** Opening INFORMATION GIVEN block **

//! Command grammar.
//!
//! qtask commands read like short sentences (`log "Fixed parser" to annotation
//! on 2024-01-01`, `list work in last 2 weeks`). Each verb owns a flat table of
//! [`Pattern`] rows. A row matches when the token count equals its arity and
//! every anchor keyword sits at its fixed position; rows are tried in order
//! and the first match builds the [`Action`]. There is no tokenizing, quoting
//! or fuzzy matching here: clap hands over the already split arguments and
//! anchors compare case-sensitively.
//!
//! Adding a phrasing means adding a row. No two rows of a table can match the
//! same token sequence.
//!
//! ```rust
//! use qtask::libs::grammar::{parse, Action, Verb};
//!
//! let tokens: Vec<String> = ["Reviewed PR", "to", "annotation"].iter().map(|t| t.to_string()).collect();
//! match parse(Verb::Log, &tokens).unwrap() {
//!     Action::Log(entry) => assert_eq!(entry.project.as_deref(), Some("annotation")),
//!     other => panic!("unexpected {:?}", other),
//! }
//! ```

use super::error::{LedgerError, LedgerResult};
use super::range::{resolve_absolute, resolve_relative, TimeRange};
use chrono::{Datelike, Duration, NaiveDate, NaiveDateTime};

/// Date layouts accepted for `on <date>`.
const DATE_TIME_FORMATS: &[&str] = &["%Y-%m-%d %H:%M:%S", "%Y-%m-%d %H:%M", "%Y-%m-%dT%H:%M:%S"];
const DATE_FORMAT: &str = "%Y-%m-%d";

const TIME_UNITS: &str = "expected minutes or hours";

/// The command word in front of the tokens.
#[derive(Debug, Clone, Copy, PartialEq, Eq)]
pub enum Verb {
    Add,
    Log,
    /// `grouped` is set by `list --group`.
    List { grouped: bool },
    /// Same grammar as `list`, always grouped by project.
    Report,
}

impl Verb {
    pub fn name(&self) -> &'static str {
        match self {
            Verb::Add => "add",
            Verb::Log => "log",
            Verb::List { .. } => "list",
            Verb::Report => "report",
        }
    }

    fn grouping(&self) -> Grouping {
        match self {
            Verb::Report | Verb::List { grouped: true } => Grouping::ByProject,
            _ => Grouping::Flat,
        }
    }

    fn patterns(&self) -> &'static [Pattern] {
        match self {
            Verb::Add => ADD_PATTERNS,
            Verb::Log => LOG_PATTERNS,
            Verb::List { .. } | Verb::Report => LIST_PATTERNS,
        }
    }
}

#[derive(Debug, Clone, Copy, PartialEq, Eq)]
pub enum Grouping {
    Flat,
    ByProject,
}

/// A time window as written by the user, before "now" is known.
#[derive(Debug, Clone, PartialEq)]
pub enum RangeSpec {
    All,
    Today,
    Yesterday,
    Last(Duration),
    Between(TimeRange),
}

impl RangeSpec {
    /// Turns the phrase into concrete bounds relative to `now`.
    pub fn resolve(&self, now: NaiveDateTime) -> Option<TimeRange> {
        match self {
            RangeSpec::All => None,
            RangeSpec::Today => Some(TimeRange::today(now)),
            RangeSpec::Yesterday => Some(TimeRange::yesterday(now)),
            RangeSpec::Last(duration) => Some(TimeRange::last(*duration, now)),
            RangeSpec::Between(range) => Some(range.clone()),
        }
    }
}

#[derive(Debug, Clone, PartialEq)]
pub struct LogEntry {
    pub label: String,
    pub project: Option<String>,
    /// `None` means "now".
    pub at: Option<String>,
}

#[derive(Debug, Clone, PartialEq)]
pub struct TaskQuery {
    pub project: Option<String>,
    pub range: RangeSpec,
    pub grouping: Grouping,
}

/// A fully parsed command, ready to run against the ledger.
#[derive(Debug, Clone, PartialEq)]
pub enum Action {
    AddProject { label: String },
    Log(LogEntry),
    Accumulate { task_id: i64, minutes: f64 },
    ListProjects,
    ListTasks(TaskQuery),
}

type Build = fn(&[String], Grouping) -> LedgerResult<Action>;

/// One row of a verb's grammar table.
pub struct Pattern {
    pub arity: usize,
    /// `(position, keyword)` pairs that must match literally.
    pub anchors: &'static [(usize, &'static str)],
    build: Build,
}

impl Pattern {
    pub fn matches(&self, tokens: &[String]) -> bool {
        tokens.len() == self.arity && self.anchors.iter().all(|(position, keyword)| tokens[*position] == *keyword)
    }
}

/// Picks the first row of the verb's table matching `tokens` and builds its action.
pub fn parse(verb: Verb, tokens: &[String]) -> LedgerResult<Action> {
    verb.patterns()
        .iter()
        .find(|pattern| pattern.matches(tokens))
        .ok_or_else(|| LedgerError::Syntax(verb.name().to_string()))
        .and_then(|pattern| (pattern.build)(tokens, verb.grouping()))
}

pub static ADD_PATTERNS: &[Pattern] = &[
    // add project <label>
    Pattern { arity: 2, anchors: &[(0, "project")], build: add_project },
];

pub static LOG_PATTERNS: &[Pattern] = &[
    // log <label>
    Pattern { arity: 1, anchors: &[], build: log_label },
    // log <label> to <project>
    Pattern { arity: 3, anchors: &[(1, "to")], build: log_to_project },
    // log <label> on <date>
    Pattern { arity: 3, anchors: &[(1, "on")], build: log_on_date },
    // log <amount> <unit> against task <id>
    Pattern { arity: 5, anchors: &[(2, "against"), (3, "task")], build: accumulate },
    // log <label> to <project> on <date>
    Pattern { arity: 5, anchors: &[(1, "to"), (3, "on")], build: log_to_project_on_date },
    // log <label> on <date> to <project>
    Pattern { arity: 5, anchors: &[(1, "on"), (3, "to")], build: log_on_date_to_project },
];

pub static LIST_PATTERNS: &[Pattern] = &[
    // list projects
    Pattern { arity: 1, anchors: &[(0, "projects")], build: list_projects },
    // list work
    Pattern { arity: 1, anchors: &[(0, "work")], build: list_all },
    // list <project> work
    Pattern { arity: 2, anchors: &[(1, "work")], build: list_project },
    // list work today
    Pattern { arity: 2, anchors: &[(0, "work"), (1, "today")], build: list_today },
    // list work yesterday
    Pattern { arity: 2, anchors: &[(0, "work"), (1, "yesterday")], build: list_yesterday },
    // list work in last <n> <unit>
    Pattern { arity: 5, anchors: &[(1, "in"), (2, "last")], build: list_last },
    // list work between <date> and <date>
    Pattern { arity: 5, anchors: &[(1, "between"), (3, "and")], build: list_between },
    // list <project> work today
    Pattern { arity: 3, anchors: &[(1, "work"), (2, "today")], build: list_project_today },
    // list <project> work yesterday
    Pattern { arity: 3, anchors: &[(1, "work"), (2, "yesterday")], build: list_project_yesterday },
    // list <project> work in last <n> <unit>
    Pattern { arity: 6, anchors: &[(1, "work"), (2, "in"), (3, "last")], build: list_project_last },
    // list <project> work between <date> and <date>
    Pattern { arity: 6, anchors: &[(1, "work"), (2, "between"), (4, "and")], build: list_project_between },
];

fn add_project(t: &[String], _: Grouping) -> LedgerResult<Action> {
    Ok(Action::AddProject { label: t[1].clone() })
}

fn log_label(t: &[String], _: Grouping) -> LedgerResult<Action> {
    log(&t[0], None, None)
}

fn log_to_project(t: &[String], _: Grouping) -> LedgerResult<Action> {
    log(&t[0], Some(&t[2]), None)
}

fn log_on_date(t: &[String], _: Grouping) -> LedgerResult<Action> {
    log(&t[0], None, Some(&t[2]))
}

fn log_to_project_on_date(t: &[String], _: Grouping) -> LedgerResult<Action> {
    log(&t[0], Some(&t[2]), Some(&t[4]))
}

fn log_on_date_to_project(t: &[String], _: Grouping) -> LedgerResult<Action> {
    log(&t[0], Some(&t[4]), Some(&t[2]))
}

fn log(label: &str, project: Option<&String>, at: Option<&String>) -> LedgerResult<Action> {
    let at = match at {
        Some(literal) => Some(validate_date(literal)?),
        None => None,
    };

    Ok(Action::Log(LogEntry {
        label: label.to_string(),
        project: project.cloned(),
        at,
    }))
}

fn accumulate(t: &[String], _: Grouping) -> LedgerResult<Action> {
    let amount: f64 = t[0].parse().map_err(|_| LedgerError::InvalidNumber(t[0].clone()))?;
    if !amount.is_finite() || amount < 0.0 {
        return Err(LedgerError::InvalidNumber(t[0].clone()));
    }

    let minutes = match t[1].as_str() {
        "minutes" => amount,
        "hours" => amount * 60.0,
        other => return Err(LedgerError::unknown_unit(other, TIME_UNITS)),
    };
    let task_id = t[4].parse().map_err(|_| LedgerError::InvalidNumber(t[4].clone()))?;

    Ok(Action::Accumulate { task_id, minutes })
}

fn list_projects(_: &[String], _: Grouping) -> LedgerResult<Action> {
    Ok(Action::ListProjects)
}

fn list_all(_: &[String], grouping: Grouping) -> LedgerResult<Action> {
    list(None, RangeSpec::All, grouping)
}

fn list_project(t: &[String], grouping: Grouping) -> LedgerResult<Action> {
    list(Some(&t[0]), RangeSpec::All, grouping)
}

fn list_today(_: &[String], grouping: Grouping) -> LedgerResult<Action> {
    list(None, RangeSpec::Today, grouping)
}

fn list_yesterday(_: &[String], grouping: Grouping) -> LedgerResult<Action> {
    list(None, RangeSpec::Yesterday, grouping)
}

fn list_last(t: &[String], grouping: Grouping) -> LedgerResult<Action> {
    list(None, last(&t[3], &t[4])?, grouping)
}

fn list_between(t: &[String], grouping: Grouping) -> LedgerResult<Action> {
    list(None, RangeSpec::Between(resolve_absolute(&t[2], &t[4])), grouping)
}

fn list_project_today(t: &[String], grouping: Grouping) -> LedgerResult<Action> {
    list(Some(&t[0]), RangeSpec::Today, grouping)
}

fn list_project_yesterday(t: &[String], grouping: Grouping) -> LedgerResult<Action> {
    list(Some(&t[0]), RangeSpec::Yesterday, grouping)
}

fn list_project_last(t: &[String], grouping: Grouping) -> LedgerResult<Action> {
    list(Some(&t[0]), last(&t[4], &t[5])?, grouping)
}

fn list_project_between(t: &[String], grouping: Grouping) -> LedgerResult<Action> {
    list(Some(&t[0]), RangeSpec::Between(resolve_absolute(&t[3], &t[5])), grouping)
}

fn list(project: Option<&String>, range: RangeSpec, grouping: Grouping) -> LedgerResult<Action> {
    Ok(Action::ListTasks(TaskQuery {
        project: project.cloned(),
        range,
        grouping,
    }))
}

fn last(quantity: &str, unit: &str) -> LedgerResult<RangeSpec> {
    let quantity: u32 = quantity.parse().map_err(|_| LedgerError::InvalidNumber(quantity.to_string()))?;
    Ok(RangeSpec::Last(resolve_relative(i64::from(quantity), unit)?))
}

/// Checks that a date literal is one SQLite's `datetime()` can read; the
/// literal itself is stored untouched.
///
/// chrono also accepts unpadded fields (`2024-1-5`) that SQLite rejects, so
/// the literal must survive a parse and re-format in the same layout.
fn validate_date(literal: &str) -> LedgerResult<String> {
    let date_only = NaiveDate::parse_from_str(literal, DATE_FORMAT)
        .ok()
        .filter(|date| date.format(DATE_FORMAT).to_string() == literal)
        .map(|date| date.year());
    let readable = date_only
        .or_else(|| {
            DATE_TIME_FORMATS.iter().find_map(|format| {
                NaiveDateTime::parse_from_str(literal, format)
                    .ok()
                    .filter(|at| at.format(format).to_string() == literal)
                    .map(|at| at.year())
            })
        })
        .is_some_and(|year| (0..=9999).contains(&year));

    if readable {
        Ok(literal.to_string())
    } else {
        Err(LedgerError::InvalidDate(literal.to_string()))
    }
}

** Closing INFORMATION GIVEN block **

_WORK ORDER:_
Wherever the string "bool" appears in a line of the records, copy that line.

_EXERCISE RESPONSE:_
    List { grouped: bool },
    pub fn matches(&self, tokens: &[String]) -> bool {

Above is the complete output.